Funny how far we *have* come, honestly. If only we could take what's out there on the net at our fingertips, and integrate it more directly into students' education.
[ At the time, in my neighborhood, the "state of the art" schools had a Mac hooked up to a laser disc player, and the students would put together multimedia reports on John F Kennedy to present to the class. The more typical schools had text terminals of maybe the 286 variety, and would be taught keyboarding and other office skills. ]
www.HearMySoulSpeak.com
Maybe educational technology on computers has not advanced significantly because the interfaces we use, mouse, keyboard, monitor, are the same interfaces we used back when the first PC's came out? They have improved in resolution and speed, but there's only so many techniques you can use to present new ideas and concepts with those tools..
Have you fscked your local propeller head today?
With the rise of Windows 3.1 and Windows 95, Microsoft ceased furthering the development of "free" (gratis) programming languages which came BUNDLED with the computer. Microsoft could have BUNDLED Visual Basic, and therefore empower their users the way that Commodore and Atari and even Apple (via Hypercard) tried to do... but instead Microsoft gambled it all on creating a *dependant* consumer class of users. That's why there was never a community of Windows users loyally subscribing to computer education magazines, and typing in program listings (the best way to learn programming). As soon as Windows became #1, all of these educational methods died.
Today most computer users do not know anything about computers.

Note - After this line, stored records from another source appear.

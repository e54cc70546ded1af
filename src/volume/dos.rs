// DOS/MBR partition tables
//
// Layout (per 512-byte table sector):
//   0x1BE  four 16-byte entries: boot flag @0, type @4, start LBA @8, sectors @12
//   0x1FE  signature 0x55 0xAA
// Extended partitions (0x05, 0x0F, 0x85) chain further tables; logical
// partition starts are relative to their table, chained table starts are
// relative to the first extended partition.

use std::collections::HashSet;
use tracing::{debug, trace, warn};

use super::{PartitionFlags, PartitionInfo, VolumeDecoder, VolumeSystem, VolumeSystemInfo};
use crate::common::binary::le_u32;
use crate::error::EngineResult;
use crate::image::ImageReader;

const TABLE_SIZE: usize = 512;
const ENTRY_TABLE_OFFSET: usize = 0x1BE;
const ENTRY_SIZE: usize = 16;
const SIGNATURE_OFFSET: usize = 0x1FE;

/// Corrupt or looping chains are cut off after this many extended tables
const MAX_EXTENDED_TABLES: usize = 128;

#[derive(Debug, Clone, Copy)]
struct TableEntry {
    boot_flag: u8,
    part_type: u8,
    start: u32,
    sectors: u32,
}

impl TableEntry {
    fn is_empty(&self) -> bool {
        self.part_type == 0 || self.sectors == 0
    }

    fn is_extended(&self) -> bool {
        matches!(self.part_type, 0x05 | 0x0F | 0x85)
    }
}

fn partition_type_name(part_type: u8) -> &'static str {
    match part_type {
        0x01 => "DOS FAT12",
        0x04 | 0x06 | 0x0E => "DOS FAT16",
        0x05 => "DOS Extended",
        0x07 => "NTFS / exFAT",
        0x0B | 0x0C => "Win95 FAT32",
        0x0F => "Win95 Extended",
        0x82 => "Linux Swap",
        0x83 => "Linux",
        0x85 => "Linux Extended",
        0x8E => "Linux Logical Volume Manager",
        0xA5 => "FreeBSD",
        0xAF => "Mac OS X HFS",
        0xEE => "GPT Safety Partition",
        0xEF => "EFI System Partition",
        _ => "Unknown Type",
    }
}

fn describe(part_type: u8) -> String {
    format!("{} (0x{:02x})", partition_type_name(part_type), part_type)
}

/// Read one table sector; `None` when short or unsigned
fn read_table(image: &dyn ImageReader, offset: u64) -> EngineResult<Option<[TableEntry; 4]>> {
    let mut sector = [0u8; TABLE_SIZE];
    if image.read_at(offset, &mut sector)? < TABLE_SIZE {
        return Ok(None);
    }
    if sector[SIGNATURE_OFFSET] != 0x55 || sector[SIGNATURE_OFFSET + 1] != 0xAA {
        return Ok(None);
    }

    let mut entries = [TableEntry {
        boot_flag: 0,
        part_type: 0,
        start: 0,
        sectors: 0,
    }; 4];
    for (i, entry) in entries.iter_mut().enumerate() {
        let base = ENTRY_TABLE_OFFSET + i * ENTRY_SIZE;
        *entry = TableEntry {
            boot_flag: sector[base],
            part_type: sector[base + 4],
            start: le_u32(&sector, base + 8)?,
            sectors: le_u32(&sector, base + 12)?,
        };
    }
    Ok(Some(entries))
}

/// DOS partition table decoder
#[derive(Debug, Default, Clone, Copy)]
pub struct DosVolumeDecoder;

impl DosVolumeDecoder {
    pub fn new() -> Self {
        DosVolumeDecoder
    }
}

struct DosVolumeSystem {
    info: VolumeSystemInfo,
    partitions: Vec<PartitionInfo>,
}

impl VolumeSystem for DosVolumeSystem {
    fn info(&self) -> &VolumeSystemInfo {
        &self.info
    }

    fn partitions(&self) -> EngineResult<Vec<PartitionInfo>> {
        Ok(self.partitions.clone())
    }
}

impl VolumeDecoder for DosVolumeDecoder {
    fn name(&self) -> &str {
        "dos"
    }

    fn open<'i>(
        &self,
        image: &'i dyn ImageReader,
        offset: u64,
    ) -> EngineResult<Option<Box<dyn VolumeSystem + 'i>>> {
        let Some(primary) = read_table(image, offset)? else {
            return Ok(None);
        };

        // Boot sectors of FAT/NTFS also end in 0x55AA; their code bytes
        // rarely look like valid boot flags
        if primary.iter().any(|e| e.boot_flag != 0x00 && e.boot_flag != 0x80) {
            trace!(offset, "Invalid boot flag, not a DOS partition table");
            return Ok(None);
        }
        if primary.iter().all(TableEntry::is_empty) {
            trace!(offset, "Empty DOS partition table");
            return Ok(None);
        }

        let block_size = image.sector_size().max(1);
        let info = VolumeSystemInfo {
            vs_type: self.name().to_string(),
            offset,
            block_size,
        };
        let image_blocks = image.size().saturating_sub(offset) / block_size as u64;

        let mut found = vec![PartitionInfo {
            index: 0,
            start: 0,
            len: 1,
            description: "Primary Table (#0)".to_string(),
            flags: PartitionFlags::METADATA,
        }];

        for entry in primary.iter().filter(|e| !e.is_empty()) {
            if entry.is_extended() {
                found.push(PartitionInfo {
                    index: 0,
                    start: entry.start as u64,
                    len: entry.sectors as u64,
                    description: describe(entry.part_type),
                    flags: PartitionFlags::METADATA,
                });
                walk_extended_chain(image, &info, entry.start as u64, &mut found)?;
            } else {
                found.push(PartitionInfo {
                    index: 0,
                    start: entry.start as u64,
                    len: entry.sectors as u64,
                    description: describe(entry.part_type),
                    flags: PartitionFlags::ALLOCATED,
                });
            }
        }

        let partitions = finalize_partitions(found, image_blocks);
        debug!(offset, partitions = partitions.len(), "Opened DOS volume system");
        Ok(Some(Box::new(DosVolumeSystem { info, partitions })))
    }
}

/// Follow extended tables starting at `ext_base` (blocks, relative to the volume system)
fn walk_extended_chain(
    image: &dyn ImageReader,
    info: &VolumeSystemInfo,
    ext_base: u64,
    found: &mut Vec<PartitionInfo>,
) -> EngineResult<()> {
    let mut visited = HashSet::new();
    let mut table_addr = ext_base;

    for table_no in 1..=MAX_EXTENDED_TABLES {
        if !visited.insert(table_addr) {
            warn!(table_addr, "Extended partition chain loops, stopping");
            return Ok(());
        }
        let table_offset = info.offset + table_addr * info.block_size as u64;
        let Some(entries) = read_table(image, table_offset)? else {
            warn!(table_addr, "Extended partition table unreadable or unsigned, stopping chain");
            return Ok(());
        };
        found.push(PartitionInfo {
            index: 0,
            start: table_addr,
            len: 1,
            description: format!("Extended Table (#{})", table_no),
            flags: PartitionFlags::METADATA,
        });

        let mut next = None;
        for entry in entries.iter().filter(|e| !e.is_empty()) {
            if entry.is_extended() {
                if next.is_none() {
                    next = Some(ext_base + entry.start as u64);
                }
            } else {
                found.push(PartitionInfo {
                    index: 0,
                    start: table_addr + entry.start as u64,
                    len: entry.sectors as u64,
                    description: describe(entry.part_type),
                    flags: PartitionFlags::ALLOCATED,
                });
            }
        }

        match next {
            Some(addr) => table_addr = addr,
            None => return Ok(()),
        }
    }
    warn!(limit = MAX_EXTENDED_TABLES, "Too many extended partition tables, stopping chain");
    Ok(())
}

/// Sort by start, fill space not covered by any entry with unallocated
/// entries and assign indices
fn finalize_partitions(mut found: Vec<PartitionInfo>, image_blocks: u64) -> Vec<PartitionInfo> {
    found.sort_by_key(|p| (p.start, p.flags.contains(PartitionFlags::ALLOCATED)));

    let mut gaps = Vec::new();
    let mut next_free = 0u64;
    for part in &found {
        if part.start > next_free {
            gaps.push(unallocated(next_free, part.start - next_free));
        }
        next_free = next_free.max(part.start.saturating_add(part.len));
    }
    if image_blocks > next_free {
        gaps.push(unallocated(next_free, image_blocks - next_free));
    }

    found.extend(gaps);
    found.sort_by_key(|p| (p.start, p.flags.contains(PartitionFlags::ALLOCATED)));
    for (index, part) in found.iter_mut().enumerate() {
        part.index = index as u32;
    }
    found
}

fn unallocated(start: u64, len: u64) -> PartitionInfo {
    PartitionInfo {
        index: 0,
        start,
        len,
        description: "Unallocated".to_string(),
        flags: PartitionFlags::UNALLOCATED,
    }
}

#[cfg(test)]
mod tests {
    use super::*;
    use crate::image::MemoryImage;

    fn write_entry(sector: &mut [u8], table_offset: usize, slot: usize, part_type: u8, start: u32, sectors: u32) {
        let base = table_offset + ENTRY_TABLE_OFFSET + slot * ENTRY_SIZE;
        sector[base + 4] = part_type;
        sector[base + 8..base + 12].copy_from_slice(&start.to_le_bytes());
        sector[base + 12..base + 16].copy_from_slice(&sectors.to_le_bytes());
    }

    fn sign(disk: &mut [u8], table_offset: usize) {
        disk[table_offset + SIGNATURE_OFFSET] = 0x55;
        disk[table_offset + SIGNATURE_OFFSET + 1] = 0xAA;
    }

    #[test]
    fn test_primary_partitions_and_gaps() {
        let mut disk = vec![0u8; 512 * 200];
        write_entry(&mut disk, 0, 0, 0x83, 100, 50);
        write_entry(&mut disk, 0, 1, 0x07, 10, 40);
        sign(&mut disk, 0);
        let image = MemoryImage::new(disk);

        let vs = DosVolumeDecoder::new().open(&image, 0).unwrap().unwrap();
        assert_eq!(vs.info().vs_type, "dos");
        assert_eq!(vs.info().block_size, 512);

        let parts = vs.partitions().unwrap();
        let layout: Vec<(u64, u64, PartitionFlags)> = parts.iter().map(|p| (p.start, p.len, p.flags)).collect();
        assert_eq!(
            layout,
            vec![
                (0, 1, PartitionFlags::METADATA),
                (1, 9, PartitionFlags::UNALLOCATED),
                (10, 40, PartitionFlags::ALLOCATED),
                (50, 50, PartitionFlags::UNALLOCATED),
                (100, 50, PartitionFlags::ALLOCATED),
                (150, 50, PartitionFlags::UNALLOCATED),
            ]
        );
        assert_eq!(parts[2].description, "NTFS / exFAT (0x07)");
        assert!(parts.iter().enumerate().all(|(i, p)| p.index == i as u32));
    }

    #[test]
    fn test_extended_chain() {
        let mut disk = vec![0u8; 512 * 400];
        write_entry(&mut disk, 0, 0, 0x0B, 1, 99);
        write_entry(&mut disk, 0, 1, 0x05, 100, 300);
        sign(&mut disk, 0);
        // first extended table at block 100: logical at 100+1, next table at 100+150
        write_entry(&mut disk, 100 * 512, 0, 0x83, 1, 99);
        write_entry(&mut disk, 100 * 512, 1, 0x05, 150, 150);
        sign(&mut disk, 100 * 512);
        // second table at block 250: logical at 250+1
        write_entry(&mut disk, 250 * 512, 0, 0x82, 1, 149);
        sign(&mut disk, 250 * 512);
        let image = MemoryImage::new(disk);

        let vs = DosVolumeDecoder::new().open(&image, 0).unwrap().unwrap();
        let parts = vs.partitions().unwrap();

        let allocated: Vec<(u64, &str)> = parts
            .iter()
            .filter(|p| p.is_allocated())
            .map(|p| (p.start, p.description.as_str()))
            .collect();
        assert_eq!(
            allocated,
            vec![(1, "Win95 FAT32 (0x0b)"), (101, "Linux (0x83)"), (251, "Linux Swap (0x82)")]
        );
        let tables: Vec<&str> = parts
            .iter()
            .filter(|p| p.description.contains("Table"))
            .map(|p| p.description.as_str())
            .collect();
        assert_eq!(tables, vec!["Primary Table (#0)", "Extended Table (#1)", "Extended Table (#2)"]);
        assert!(parts.windows(2).all(|w| w[0].start <= w[1].start));
    }

    #[test]
    fn test_looping_chain_terminates() {
        let mut disk = vec![0u8; 512 * 64];
        write_entry(&mut disk, 0, 0, 0x05, 8, 56);
        sign(&mut disk, 0);
        // table points back at itself
        write_entry(&mut disk, 8 * 512, 0, 0x83, 1, 4);
        write_entry(&mut disk, 8 * 512, 1, 0x05, 0, 56);
        sign(&mut disk, 8 * 512);
        let image = MemoryImage::new(disk);

        let vs = DosVolumeDecoder::new().open(&image, 0).unwrap().unwrap();
        let logical = vs.partitions().unwrap().into_iter().filter(|p| p.is_allocated()).count();
        assert_eq!(logical, 1);
    }

    #[test]
    fn test_rejects_non_tables() {
        let decoder = DosVolumeDecoder::new();

        // no signature
        let image = MemoryImage::new(vec![0u8; 1024]);
        assert!(decoder.open(&image, 0).unwrap().is_none());

        // signed but empty
        let mut disk = vec![0u8; 1024];
        sign(&mut disk, 0);
        assert!(decoder.open(&MemoryImage::new(disk.clone()), 0).unwrap().is_none());

        // boot sector code in the boot flag position
        write_entry(&mut disk, 0, 0, 0x83, 1, 1);
        disk[ENTRY_TABLE_OFFSET] = 0x4D;
        assert!(decoder.open(&MemoryImage::new(disk), 0).unwrap().is_none());

        // shorter than one sector
        assert!(decoder.open(&MemoryImage::new(vec![0u8; 100]), 0).unwrap().is_none());
    }
}
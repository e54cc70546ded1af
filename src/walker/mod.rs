//! Image traversal engine
//!
//! [`ImageWalker`] finds volume systems and file systems inside an image and
//! walks every directory entry, handing each one to a [`WalkHooks`]
//! implementation. Filter hooks decide which partitions and file systems get
//! walked; processing hooks see every entry and may stop the walk.
//!
//! ```rust,ignore
//! let image = RawImage::open("disk.001")?;
//! let volumes = VolumeDecoders::builtin();
//! let mut walker = ImageWalker::new(&image, &volumes, &my_fs_decoders);
//! let outcome = walker.find_files_in_image(&mut my_hooks);
//! ```

pub mod classify;
mod control;
mod filesystem;
mod volume;

pub use control::{FilterVerdict, WalkOutcome};

use serde::{Deserialize, Serialize};

use crate::error::EngineError;
use crate::fs::{Attribute, FileSystem, FsEntry, FsInfo, FileSystemDecoder};
use crate::image::ImageReader;
use crate::volume::{PartitionFlags, PartitionInfo, VolumeDecoder};

/// One entry as presented to the processing hooks
pub struct FileVisit<'v> {
    pub fs: &'v dyn FileSystem,
    pub entry: &'v FsEntry,
    /// Parent directory path, always with leading and trailing `/`
    pub path: &'v str,
    /// Meta address of the directory the entry was listed in
    pub parent_addr: u64,
}

impl FileVisit<'_> {
    pub fn fs_info(&self) -> &FsInfo {
        self.fs.info()
    }

    /// Parent path joined with the entry name
    pub fn full_path(&self) -> String {
        format!("{}{}", self.path, self.entry.name)
    }
}

/// Caller-supplied behaviour at each level of the walk
pub trait WalkHooks {
    /// Decide whether a partition is searched for a file system
    fn filter_volume(&mut self, _partition: &PartitionInfo) -> FilterVerdict {
        FilterVerdict::Continue
    }

    /// Decide whether a detected file system is walked
    fn filter_file_system(&mut self, _fs: &FsInfo) -> FilterVerdict {
        FilterVerdict::Continue
    }

    /// Called for every entry the walk reaches
    fn process_file(&mut self, visit: &FileVisit<'_>) -> WalkOutcome;

    /// Called per attribute by [`WalkHooks::process_attributes`]
    fn process_attribute(&mut self, _visit: &FileVisit<'_>, _attr: &Attribute) -> WalkOutcome {
        WalkOutcome::Ok
    }

    /// Run [`WalkHooks::process_attribute`] over the entry's attributes in
    /// index order. The first non-`Ok` result ends the sub-walk and is returned.
    fn process_attributes(&mut self, visit: &FileVisit<'_>) -> WalkOutcome {
        for attr in &visit.entry.attributes {
            match self.process_attribute(visit, attr) {
                WalkOutcome::Ok => {}
                other => return other,
            }
        }
        WalkOutcome::Ok
    }
}

/// Which partitions are offered to `filter_volume`
#[derive(Debug, Clone, Copy, PartialEq, Eq, Serialize, Deserialize)]
#[serde(default)]
pub struct VolumeFilter {
    pub allocated: bool,
    pub unallocated: bool,
    pub metadata: bool,
}

impl Default for VolumeFilter {
    fn default() -> Self {
        Self {
            allocated: true,
            unallocated: false,
            metadata: false,
        }
    }
}

impl VolumeFilter {
    pub fn flags(&self) -> PartitionFlags {
        let mut flags = PartitionFlags::NONE;
        if self.allocated {
            flags |= PartitionFlags::ALLOCATED;
        }
        if self.unallocated {
            flags |= PartitionFlags::UNALLOCATED;
        }
        if self.metadata {
            flags |= PartitionFlags::METADATA;
        }
        flags
    }

    pub fn includes(&self, partition: &PartitionInfo) -> bool {
        partition.flags.intersects(self.flags())
    }
}

/// Which directory entries are reported and descended into
#[derive(Debug, Clone, Copy, PartialEq, Eq, Serialize, Deserialize)]
#[serde(default)]
pub struct FileFilter {
    pub allocated: bool,
    pub unallocated: bool,
    /// Descend into subdirectories; when false only the root is listed
    pub recurse: bool,
}

impl Default for FileFilter {
    fn default() -> Self {
        Self {
            allocated: true,
            unallocated: true,
            recurse: true,
        }
    }
}

impl FileFilter {
    pub fn includes(&self, entry: &FsEntry) -> bool {
        if entry.allocated {
            self.allocated
        } else {
            self.unallocated
        }
    }
}

/// Walk configuration, fixed for the lifetime of an [`ImageWalker`]
#[derive(Debug, Clone, Copy, Default, PartialEq, Eq, Serialize, Deserialize)]
#[serde(default)]
pub struct WalkConfig {
    pub volumes: VolumeFilter,
    pub files: FileFilter,
}

/// A partition that was abandoned during volume enumeration
#[derive(Debug)]
pub struct PartitionFailure {
    pub partition: PartitionInfo,
    /// Byte offset that was probed
    pub offset: u64,
    pub error: EngineError,
}

/// Walks one opened image with a fixed set of decoders
pub struct ImageWalker<'a> {
    image: &'a dyn ImageReader,
    volumes: &'a dyn VolumeDecoder,
    file_systems: &'a dyn FileSystemDecoder,
    config: WalkConfig,
    partition_errors: Vec<PartitionFailure>,
}

impl<'a> ImageWalker<'a> {
    pub fn new(
        image: &'a dyn ImageReader,
        volumes: &'a dyn VolumeDecoder,
        file_systems: &'a dyn FileSystemDecoder,
    ) -> Self {
        Self::with_config(image, volumes, file_systems, WalkConfig::default())
    }

    pub fn with_config(
        image: &'a dyn ImageReader,
        volumes: &'a dyn VolumeDecoder,
        file_systems: &'a dyn FileSystemDecoder,
        config: WalkConfig,
    ) -> Self {
        Self {
            image,
            volumes,
            file_systems,
            config,
            partition_errors: Vec::new(),
        }
    }

    pub fn config(&self) -> &WalkConfig {
        &self.config
    }

    pub fn image(&self) -> &'a dyn ImageReader {
        self.image
    }

    /// Partitions absorbed by the most recent volume walk
    pub fn partition_errors(&self) -> &[PartitionFailure] {
        &self.partition_errors
    }

    /// Walk the whole image: volume system at offset 0, or a bare file system there
    pub fn find_files_in_image<H: WalkHooks + ?Sized>(&mut self, hooks: &mut H) -> WalkOutcome {
        self.walk_volumes(hooks, 0)
    }
}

They just know rote clicks which is knowledge with a short shelf life... only until the next version of said Windows product (go into any used bookstore and check out the pricing on say a 3 year old used book for UNIX/Linux and one for Windows... the Windows book is usually under $1 because Vb6 knowledge was made worthless... while a book on Python 2.5 or PHP 5.0 still has loads of value). It's no surprise that some of the best programmers started out on these old 8 and 16 bit systems, and they're better not because these platforms were superior to today's.. no they're better because they were exposed to problem solving an an earlier age. That does not happen today.
I missed the days when PC's came with multiple programming languages for free... then I found Linux, and I realized it wasn't true that these things went away... only that Microsoft wasn't interested in hooking young kids on programming the way Atari, BBC, Apple and Commodore wanted to do (and did so well, for the time they were relevent)
...until textbooks are all available in electronic form.
Now (at least in the US) most are not, due to textbook publisher's concerns over pirating. They offer supplementary material, and sometimes even material or quizzes that they host and manage on their own servers (but that is password-locked, and only valid for one course's length, so EVERY student MUST buy a new textbook & CD, just to get a valid online password). But the whole contents of the textbook are never available, and it's no mistake.
Why are kids still hefting around bookbags, when all this shit will fit on a single 16gb SD card?
I'm not usually a fan of government interference, but this is one place I think really could benefit from it: make a federal laws that says textbook publishers either put out 100% electronic versions, or their books cannot be used at any school that is accredited by the Dept of Education at all.